Und den Klimawandel gibt es doch: Meteorologe der Universität Wien korrigiert weltweit Messdaten

Die Ursache für diese Unterschiede ist nicht bei den Modellen, sondern bei den gemessenen Daten zu suchen, ist sich Leopold Haimberger, Klimaforscher an der Universität Wien, sicher. In einem aktuellen FWF-Projekt korrigiert der Meteorologe die Fehler in den Radiosondenzeitreihen der letzten 50 Jahre und entzieht damit gleichzeitig der Klimawandel-Kritik ihre Grundlage.

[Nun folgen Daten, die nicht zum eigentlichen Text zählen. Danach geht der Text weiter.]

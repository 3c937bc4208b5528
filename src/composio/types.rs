use serde::{Deserialize, Serialize};

/// An integration as returned by `GET /api/v1/integrations/{id}`.
#[derive(Debug, Clone, Deserialize)]
#[serde(rename_all = "camelCase")]
pub struct Integration {
    pub id: String,
    pub name: String,
    #[serde(default)]
    pub app_name: Option<String>,
    /// Connected accounts bound to this integration. Absent means none.
    #[serde(default)]
    pub connections: Vec<Connection>,
}

/// A connected account summary nested in an integration.
#[derive(Debug, Clone, Deserialize)]
pub struct Connection {
    #[serde(default)]
    pub status: Option<String>,
}

/// An auth field the integration expects when a connection is initiated.
#[derive(Debug, Clone, Deserialize)]
#[serde(rename_all = "camelCase")]
pub struct ExpectedInputField {
    pub name: String,
    #[serde(default)]
    pub display_name: Option<String>,
    #[serde(default)]
    pub required: bool,
}

#[derive(Debug, Deserialize)]
#[serde(rename_all = "camelCase")]
pub(crate) struct RequiredParamsResponse {
    #[serde(default)]
    pub expected_input_fields: Vec<ExpectedInputField>,
}

#[derive(Debug, Serialize)]
#[serde(rename_all = "camelCase")]
pub(crate) struct InitiateConnectionBody<'a> {
    pub integration_id: &'a str,
    pub entity_id: &'a str,
}

/// Result of initiating a connection: the operator must visit `redirect_url`.
#[derive(Debug, Clone, Deserialize)]
#[serde(rename_all = "camelCase")]
pub struct ConnectionRequest {
    pub redirect_url: Option<String>,
    #[serde(default)]
    pub connection_status: Option<String>,
    #[serde(default)]
    pub connected_account_id: Option<String>,
}

/// A callable action ("tool") from the catalog. Lookup is by name only.
#[derive(Debug, Clone, Deserialize)]
pub struct ToolInfo {
    pub name: String,
}

#[derive(Debug, Deserialize)]
pub(crate) struct ActionListResponse {
    #[serde(default)]
    pub items: Vec<ToolInfo>,
}

#[derive(Debug, Serialize)]
#[serde(rename_all = "camelCase")]
pub(crate) struct ExecuteActionBody<'a> {
    pub entity_id: &'a str,
    pub app_name: &'a str,
    pub input: &'a serde_json::Value,
}
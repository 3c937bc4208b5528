pub mod connection;
#[cfg(test)]
pub mod mock;
pub mod types;

pub use types::{ConnectionRequest, ExpectedInputField, Integration, ToolInfo};

use std::sync::Arc;

use async_trait::async_trait;
use reqwest::RequestBuilder;
use serde::de::DeserializeOwned;
use serde_json::Value;
use thiserror::Error;
use tracing::{debug, instrument};

use crate::config::ComposioConfig;
use types::{
    ActionListResponse, ExecuteActionBody, InitiateConnectionBody, RequiredParamsResponse,
};

#[derive(Debug, Error)]
pub enum ComposioError {
    #[error("Composio API request failed: {0}")]
    Request(#[from] reqwest::Error),

    #[error("Composio API returned {status}: {body}")]
    Api { status: u16, body: String },

    #[error("Failed to decode Composio response: {0}")]
    Decode(#[from] serde_json::Error),
}

/// Account/integration side of the Composio backend.
#[async_trait]
pub trait IntegrationService: Send + Sync {
    async fn get_integration(&self, integration_id: &str) -> Result<Integration, ComposioError>;

    async fn required_params(
        &self,
        integration_id: &str,
    ) -> Result<Vec<ExpectedInputField>, ComposioError>;

    async fn initiate_connection(
        &self,
        integration_id: &str,
        entity_id: &str,
    ) -> Result<ConnectionRequest, ComposioError>;
}

/// Action side of the Composio backend: list tools for an app, run one.
#[async_trait]
pub trait ActionExecutor: Send + Sync {
    async fn list_actions(&self, app: &str) -> Result<Vec<ToolInfo>, ComposioError>;

    /// Execute an action and return the raw JSON response body.
    /// The payload lives under its `data` field.
    async fn execute(&self, action: &str, input: &Value) -> Result<String, ComposioError>;
}

/// HTTP client for the Composio REST API.
pub struct ComposioClient {
    client: reqwest::Client,
    base_url: String,
    api_key: String,
    entity_id: String,
    app: String,
}

impl ComposioClient {
    pub fn new(config: &ComposioConfig, api_key: &str) -> Self {
        Self {
            client: reqwest::Client::new(),
            base_url: config.base_url.trim_end_matches('/').to_string(),
            api_key: api_key.to_string(),
            entity_id: config.entity_id.clone(),
            app: config.app.clone(),
        }
    }

    fn get(&self, path: &str) -> RequestBuilder {
        self.client
            .get(format!("{}{}", self.base_url, path))
            .header("x-api-key", &self.api_key)
            .header("User-Agent", "star-advisor")
    }

    fn post(&self, path: &str) -> RequestBuilder {
        self.client
            .post(format!("{}{}", self.base_url, path))
            .header("x-api-key", &self.api_key)
            .header("User-Agent", "star-advisor")
    }

    /// Send a request and return the body, turning non-2xx into `ComposioError::Api`.
    async fn send(&self, request: RequestBuilder) -> Result<String, ComposioError> {
        let response = request.send().await?;
        let status = response.status();
        let body = response.text().await?;
        if !status.is_success() {
            return Err(ComposioError::Api {
                status: status.as_u16(),
                body,
            });
        }
        Ok(body)
    }

    async fn send_json<T: DeserializeOwned>(&self, request: RequestBuilder) -> Result<T, ComposioError> {
        let body = self.send(request).await?;
        Ok(serde_json::from_str(&body)?)
    }
}

#[async_trait]
impl IntegrationService for ComposioClient {
    #[instrument(skip(self))]
    async fn get_integration(&self, integration_id: &str) -> Result<Integration, ComposioError> {
        self.send_json(self.get(&format!("/api/v1/integrations/{integration_id}")))
            .await
    }

    #[instrument(skip(self))]
    async fn required_params(
        &self,
        integration_id: &str,
    ) -> Result<Vec<ExpectedInputField>, ComposioError> {
        let response: RequiredParamsResponse = self
            .send_json(self.get(&format!("/api/v1/integrations/{integration_id}/params")))
            .await?;
        Ok(response.expected_input_fields)
    }

    #[instrument(skip(self))]
    async fn initiate_connection(
        &self,
        integration_id: &str,
        entity_id: &str,
    ) -> Result<ConnectionRequest, ComposioError> {
        let body = InitiateConnectionBody {
            integration_id,
            entity_id,
        };
        self.send_json(self.post("/api/v1/connectedAccounts").json(&body))
            .await
    }
}

#[async_trait]
impl ActionExecutor for ComposioClient {
    #[instrument(skip(self))]
    async fn list_actions(&self, app: &str) -> Result<Vec<ToolInfo>, ComposioError> {
        let response: ActionListResponse = self
            .send_json(self.get("/api/v2/actions").query(&[("apps", app)]))
            .await?;
        Ok(response.items)
    }

    #[instrument(skip(self, input))]
    async fn execute(&self, action: &str, input: &Value) -> Result<String, ComposioError> {
        let body = ExecuteActionBody {
            entity_id: &self.entity_id,
            app_name: &self.app,
            input,
        };
        let text = self
            .send(self.post(&format!("/api/v2/actions/{action}/execute")).json(&body))
            .await?;
        debug!(bytes = text.len(), "action executed");
        Ok(text)
    }
}

/// The tools available for one app, in the order the backend returned them.
pub struct ToolCatalog {
    tools: Vec<ToolInfo>,
    executor: Arc<dyn ActionExecutor>,
}

/// A tool looked up from a [`ToolCatalog`], ready to invoke.
pub struct Tool<'a> {
    pub info: &'a ToolInfo,
    executor: &'a dyn ActionExecutor,
}

impl ToolCatalog {
    pub fn new(tools: Vec<ToolInfo>, executor: Arc<dyn ActionExecutor>) -> Self {
        Self { tools, executor }
    }

    pub fn len(&self) -> usize {
        self.tools.len()
    }

    pub fn names(&self) -> Vec<&str> {
        self.tools.iter().map(|t| t.name.as_str()).collect()
    }

    /// Exact-name lookup. The first match wins if the backend sent duplicates.
    pub fn find(&self, name: &str) -> Option<Tool<'_>> {
        self.tools.iter().find(|t| t.name == name).map(|info| Tool {
            info,
            executor: self.executor.as_ref(),
        })
    }

    /// Names containing `needle`, compared case-insensitively.
    pub fn names_containing(&self, needle: &str) -> Vec<&str> {
        let needle = needle.to_lowercase();
        self.tools
            .iter()
            .filter(|t| t.name.to_lowercase().contains(&needle))
            .map(|t| t.name.as_str())
            .collect()
    }
}

impl Tool<'_> {
    pub fn name(&self) -> &str {
        &self.info.name
    }

    pub async fn invoke(&self, input: &Value) -> Result<String, ComposioError> {
        self.executor.execute(&self.info.name, input).await
    }
}

/// Fetch the tool catalog for `app`. Callers treat failure as fatal.
#[instrument(skip(executor))]
pub async fn fetch_catalog(
    executor: Arc<dyn ActionExecutor>,
    app: &str,
) -> Result<ToolCatalog, ComposioError> {
    let tools = executor.list_actions(app).await?;
    debug!(tools = tools.len(), "received tool catalog");
    Ok(ToolCatalog::new(tools, executor))
}
use crate::decision::PipelineOutcome;
use crate::github::{ReadmeSource, RepoRef, RepositoryMetadata, RootEntry};

/// Everything one run learned, in the order it is narrated.
#[derive(Debug)]
pub struct Report {
    /// Repository as addressed in tool calls
    pub target: RepoRef,
    pub metadata: RepositoryMetadata,
    /// Root listing; empty when it could not be fetched
    pub root_entries: Vec<RootEntry>,
    pub readme_source: ReadmeSource,
    pub outcome: PipelineOutcome,
}

impl Report {
    pub fn readme_label(&self) -> String {
        match &self.readme_source {
            ReadmeSource::Found(name) => name.clone(),
            ReadmeSource::Synthesized => "none found (summary built from metadata)".to_string(),
        }
    }
}
mod animation;
mod app;
mod config;
mod error;
mod event;
mod game;
mod input;
mod ui;

use std::io;
use std::path::PathBuf;

use clap::Parser;
use color_eyre::eyre::Result;
use crossterm::{
    event::{DisableMouseCapture, EnableMouseCapture},
    execute,
    terminal::{disable_raw_mode, enable_raw_mode, EnterAlternateScreen, LeaveAlternateScreen},
};
use ratatui::backend::CrosstermBackend;
use ratatui::Terminal;
use tracing::info;
use tracing_appender::non_blocking::WorkerGuard;

use crate::app::App;
use crate::config::{CliArgs, Config};
use crate::error::FingerpickError;
use crate::event::EventHandler;
use crate::input::viewport_for;

#[tokio::main]
async fn main() -> Result<()> {
    let cli = CliArgs::parse();

    if cli.print_default_config {
        print!("{}", config::default_config_toml());
        return Ok(());
    }

    // Initialize color-eyre with custom panic hook that restores terminal
    install_panic_hook();

    let config::Loaded { config, created } = config::load(&cli)?;

    // Held until exit so buffered log lines get flushed
    let _log_guard = init_logging(&config.general.log_level, cli.log_file.clone());
    if let Some(path) = created {
        info!("Created default config at {}", path.display());
    }

    info!(
        fps = config.appearance.fps,
        countdown = config.game.countdown_start,
        seed = ?config.game.seed,
        "fingerpick starting"
    );

    // Setup terminal
    enable_raw_mode()
        .map_err(|e| FingerpickError::Terminal(format!("Failed to enable raw mode: {}", e)))?;
    let mut stdout = io::stdout();
    execute!(stdout, EnterAlternateScreen, EnableMouseCapture)?;
    let backend = CrosstermBackend::new(stdout);
    let mut terminal = Terminal::new(backend)?;
    terminal.clear()?;

    let size = terminal.size()?;
    let mut event_handler = EventHandler::new(config.tick_rate());
    let mut app = App::new(&config, viewport_for(size.width, size.height), event_handler.sender());

    // ── Main event loop ───────────────────────────────────────────────
    let result = run(&mut terminal, &mut app, &mut event_handler).await;

    app.shutdown();
    event_handler.stop();

    // Restore terminal
    disable_raw_mode()?;
    execute!(
        terminal.backend_mut(),
        LeaveAlternateScreen,
        DisableMouseCapture
    )?;
    terminal.show_cursor()?;

    info!("fingerpick exiting");
    result
}

async fn run(
    terminal: &mut Terminal<CrosstermBackend<io::Stdout>>,
    app: &mut App,
    events: &mut EventHandler,
) -> Result<()> {
    loop {
        terminal.draw(|f| ui::draw(f, app))?;

        match events.next().await {
            Some(event) => app.handle_event(event),
            None => break,
        }

        if app.should_quit {
            break;
        }
    }
    Ok(())
}

/// Install a panic hook that restores the terminal before printing the panic
fn install_panic_hook() {
    let default_hook = std::panic::take_hook();
    std::panic::set_hook(Box::new(move |panic_info| {
        // Restore terminal
        let _ = disable_raw_mode();
        let _ = execute!(io::stdout(), LeaveAlternateScreen, DisableMouseCapture);
        // Call default handler
        default_hook(panic_info);
    }));
    color_eyre::install().ok();
}

/// Initialize tracing to a log file. stdout belongs to the TUI.
///
/// `RUST_LOG` wins over the configured level.
fn init_logging(level: &str, log_file: Option<PathBuf>) -> WorkerGuard {
    use tracing_subscriber::EnvFilter;

    let path = log_file.unwrap_or_else(|| Config::log_dir().join("fingerpick.log"));
    let dir = path
        .parent()
        .filter(|p| !p.as_os_str().is_empty())
        .map(PathBuf::from)
        .unwrap_or_else(|| PathBuf::from("."));
    let file_name = path
        .file_name()
        .map(PathBuf::from)
        .unwrap_or_else(|| PathBuf::from("fingerpick.log"));

    let appender = tracing_appender::rolling::never(dir, file_name);
    let (writer, guard) = tracing_appender::non_blocking(appender);

    tracing_subscriber::fmt()
        .with_env_filter(
            EnvFilter::try_from_default_env().unwrap_or_else(|_| EnvFilter::new(level)),
        )
        .with_writer(writer)
        .with_ansi(false)
        .init();

    guard
}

In den Tropen wird es immer wärmer: In den letzten zehn Jahren sind dort die Bodentemperaturen um etwa 0,2 Grad Celsius gestiegen. Das entspricht einer Erwärmung von ungefähr zwei Grad pro Jahrhundert. Gängigen Klimasimulationen zufolge müsste der Temperaturanstieg in den höheren Atmosphärenschichten (acht bis zehn Kilometer Meereshöhe) das Doppelte bis Dreifache betragen.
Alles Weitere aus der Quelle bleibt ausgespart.